Scrambling the picture, Bloomberg style

So the scuttlebutt is, New York City’s former mega-bucks mayor, Michael Bloomberg, is eyeing a 2016 presidential run and is already indicating, the reports say, that he’s prepared to plunk one billion dollars into the effort. We hear, though, that he would make the run only if some of the nutty stuff now infesting the race, in terms of oddballs in the mix, holds firm down the road. Which, if true, makes Bloomberg, at least this time around, not quite the self-indulgent fat cat who turns to elective office on a lark…because, financially, it’s a piece o’ cake.

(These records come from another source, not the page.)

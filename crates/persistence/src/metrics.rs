//! Query latency and connection pool metrics.

use metrics::{counter, gauge, histogram};
use sqlx::PgPool;
use std::time::Instant;

/// Times one named repository query.
///
/// ```ignore
/// let timer = QueryTimer::new("find_group");
/// let result = query.fetch_optional(&pool).await;
/// timer.finish(result.is_ok());
/// ```
pub struct QueryTimer {
    query: &'static str,
    start: Instant,
}

impl QueryTimer {
    pub fn new(query: &'static str) -> Self {
        Self {
            query,
            start: Instant::now(),
        }
    }

    /// Records the elapsed time labelled with the query and its outcome.
    pub fn finish(self, succeeded: bool) {
        let outcome = outcome_label(succeeded);
        histogram!(
            "database_query_duration_seconds",
            "query" => self.query,
            "outcome" => outcome
        )
        .record(self.start.elapsed().as_secs_f64());

        if !succeeded {
            counter!("database_query_errors_total", "query" => self.query).increment(1);
        }
    }
}

fn outcome_label(succeeded: bool) -> &'static str {
    if succeeded {
        "ok"
    } else {
        "error"
    }
}

/// Publishes pool occupancy. The server calls this on an interval.
pub fn record_pool_metrics(pool: &PgPool) {
    let open = pool.size() as usize;
    let idle = pool.num_idle();

    gauge!("database_connections_open").set(open as f64);
    gauge!("database_connections_idle").set(idle as f64);
    gauge!("database_connections_in_use").set(open.saturating_sub(idle) as f64);
}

But either way, bottom line is Bloomberg’s name is being linked to presidential aspirations again, even if getting into the race as an independent puts his chances of victory at the slim-to-none level. He was reportedly seriously contemplating presidential prospects during his second term as mayor when, supposedly because the Oval Office calculus didn’t look good, machinations were put in the works for infamously bending the city’s term limits law into a third term for himself (along with a bunch of unprincipled City Council stooges). That Bloomberg’s margin of victory over Democrat William Thompson in 2009 was ridiculously close, despite wall-to-wall millions expended on his campaign, was an emphatic thumbs-down from voters about the manipulation of the system that kept the mayor around for another four years.

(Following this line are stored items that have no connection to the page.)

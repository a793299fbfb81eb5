//! Store traits implemented by the persistence layer.
//!
//! Every query takes explicit parameters and returns typed records. Writes
//! that hit a uniqueness constraint fail with [`StoreError::UniqueViolation`];
//! services translate that into the matching domain error.

#[cfg(test)]
pub mod memory;

use async_trait::async_trait;
use uuid::Uuid;

use crate::errors::StoreError;
use crate::models::competition::{
    Competition, CompetitionFilter, CompetitionStatus, CompetitionSummary, NewCompetition,
    Participant,
};
use crate::models::group::{
    Group, GroupChanges, GroupListFilter, GroupRole, GroupSummary, Membership, NewGroup,
};
use crate::models::invitation::{GroupInvitation, NewInvitation};
use crate::models::restaurant::{
    NewRating, NewRestaurant, Rating, RatingFilter, Restaurant, RestaurantFilter,
};

#[cfg(test)]
pub use memory::InMemoryStore;

pub type StoreResult<T> = Result<T, StoreError>;

#[async_trait]
pub trait GroupStore: Send + Sync {
    /// Inserts the group and the creator's admin membership as one unit of
    /// work. Neither row exists if either insert fails.
    async fn create_group_with_admin(&self, group: NewGroup) -> StoreResult<(Group, Membership)>;

    /// Finds an active group.
    async fn find_group(&self, group_id: Uuid) -> StoreResult<Option<Group>>;

    /// Applies the changes to an active group.
    async fn update_group(&self, group_id: Uuid, changes: GroupChanges)
        -> StoreResult<Option<Group>>;

    /// Soft-deletes the group. Returns false if it was already inactive.
    async fn deactivate_group(&self, group_id: Uuid) -> StoreResult<bool>;

    async fn insert_membership(
        &self,
        group_id: Uuid,
        user_id: Uuid,
        role: GroupRole,
    ) -> StoreResult<Membership>;

    async fn find_membership(&self, group_id: Uuid, user_id: Uuid)
        -> StoreResult<Option<Membership>>;

    async fn delete_membership(&self, group_id: Uuid, user_id: Uuid) -> StoreResult<bool>;

    async fn count_members(&self, group_id: Uuid) -> StoreResult<i64>;

    /// Members ordered by join time.
    async fn list_members(&self, group_id: Uuid) -> StoreResult<Vec<Membership>>;

    /// Active groups the filter's member belongs to, newest membership first.
    async fn list_groups_for_user(&self, filter: GroupListFilter)
        -> StoreResult<Vec<GroupSummary>>;
}

#[async_trait]
pub trait InvitationStore: Send + Sync {
    async fn insert_invitation(&self, invitation: NewInvitation) -> StoreResult<GroupInvitation>;

    /// Finds an invitation that is flagged active and whose group is active.
    /// Expiry is not checked here.
    async fn find_active_invitation(&self, token: Uuid) -> StoreResult<Option<GroupInvitation>>;

    /// Flips `is_active` to false if it is still true. Returns whether this
    /// call performed the flip.
    async fn deactivate_invitation(&self, token: Uuid) -> StoreResult<bool>;

    /// Active, unexpired invitations of a group as of `now`.
    async fn list_active_invitations(
        &self,
        group_id: Uuid,
        now: chrono::DateTime<chrono::Utc>,
    ) -> StoreResult<Vec<GroupInvitation>>;
}

#[async_trait]
pub trait CompetitionStore: Send + Sync {
    async fn insert_competition(&self, competition: NewCompetition) -> StoreResult<Competition>;

    /// Finds a competition whose group is active.
    async fn find_competition(&self, competition_id: Uuid) -> StoreResult<Option<Competition>>;

    /// Updates a competition whose group is active.
    async fn update_competition_status(
        &self,
        competition_id: Uuid,
        status: CompetitionStatus,
    ) -> StoreResult<Option<Competition>>;

    async fn list_competitions(
        &self,
        filter: CompetitionFilter,
    ) -> StoreResult<Vec<CompetitionSummary>>;

    async fn insert_participant(
        &self,
        competition_id: Uuid,
        user_id: Uuid,
    ) -> StoreResult<Participant>;

    async fn list_participants(&self, competition_id: Uuid) -> StoreResult<Vec<Participant>>;
}

#[async_trait]
pub trait RestaurantStore: Send + Sync {
    async fn insert_restaurant(&self, restaurant: NewRestaurant) -> StoreResult<Restaurant>;

    async fn find_restaurant(&self, restaurant_id: Uuid) -> StoreResult<Option<Restaurant>>;

    /// Restaurants matching the filter, oldest suggestion first.
    async fn list_restaurants(&self, filter: RestaurantFilter) -> StoreResult<Vec<Restaurant>>;

    async fn insert_rating(&self, rating: NewRating) -> StoreResult<Rating>;

    /// Ratings matching the filter, oldest first.
    async fn list_ratings(&self, filter: RatingFilter) -> StoreResult<Vec<Rating>>;

    /// Ratings of every restaurant in the competition.
    async fn list_ratings_for_competition(&self, competition_id: Uuid)
        -> StoreResult<Vec<Rating>>;
}

#[async_trait]
pub trait FavoriteStore: Send + Sync {
    /// Returns true if a row was deleted.
    async fn delete_favorite(&self, group_id: Uuid, user_id: Uuid) -> StoreResult<bool>;

    async fn insert_favorite(&self, group_id: Uuid, user_id: Uuid) -> StoreResult<()>;
}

If Bloomberg does indeed want to get into presidential politics this year, one would hope his plans conform to what the buzz is indicating — that he would do so only if Bernie Sanders and Donald Trump wind up as the two nominees. Bloomberg is certainly not to be numbered with Sarah Palin and the other benighted idiots eager to entrust the presidency to a clown like Trump. And no way would the “socialist” label affixed to Sanders find favor with one of the country’s industrialists extraordinaire. One would argue, though, that if the Bloomberg strategy is about derailing the possibility of any toxic presence in the White House, he should definitely have a bull’s eye on Ted Cruz as well.

This 2016 race, especially on the GOP side, has so far been nothing short of a horror show. PBS News Hour commentator David Brooks, who is of conservative bent and clearly exasperated by what the GOP’s search for a nominee has produced to this point, recently again wondered why the party leadership doesn’t get off their rear ends and get behind a more viable candidate than a Trump or Cruz, about whom “frontrunner” headlines keep on coming. But it’s no secret that this fix they’re in on the GOP side is of their own making. Having the party veer hard to the right, to the almost total disappearance of anything that smacks of moderate values, obviously opens the door for some folks emerging as representatives of the brand, who aren’t exactly the high command’s preference. Republicans have two such headaches in Trump and Cruz.

There hasn’t been and there continues to be no indication of re-charting the party’s course anytime soon. Had there been any serious intent to change the party’s look, to soften its tone, Trump’s tasteless volleys against Mexican people would have brought about his swift excommunication. Rather, the party is still mired where it was when Mitt Romney, as he battled for the nomination four years ago, was all but doing cartwheels in attempting to convince the rest of the camp how “severely conservative” he was.

Assuming, again, that talk of his becoming a candidate is accurate, it’s likely that Bloomberg is treating as one of his causes the convoluted 2016 picture, in which some players continue to dominate the conversation who clearly shouldn’t be doing so. Maybe, like his well-known crusade against gun violence, he’s simply looking to weigh in against the trivializing of the presidency that some of the current wannabes and their boosters seem hell-bent on pursuing. We know all too well that there’s no shortage of folks in the political class and in the broader polity who believe, for reasons that have nothing at all to do with credentials, that the presidency was diminished, even disgraced when the present White House occupant moved in. We don’t figure Bloomberg to be among that crowd. If, convinced that with some of the characters waiting in the wings, there could now be real despoiling of the office of president that a scramble move by him would mitigate, that ranks as a good deed.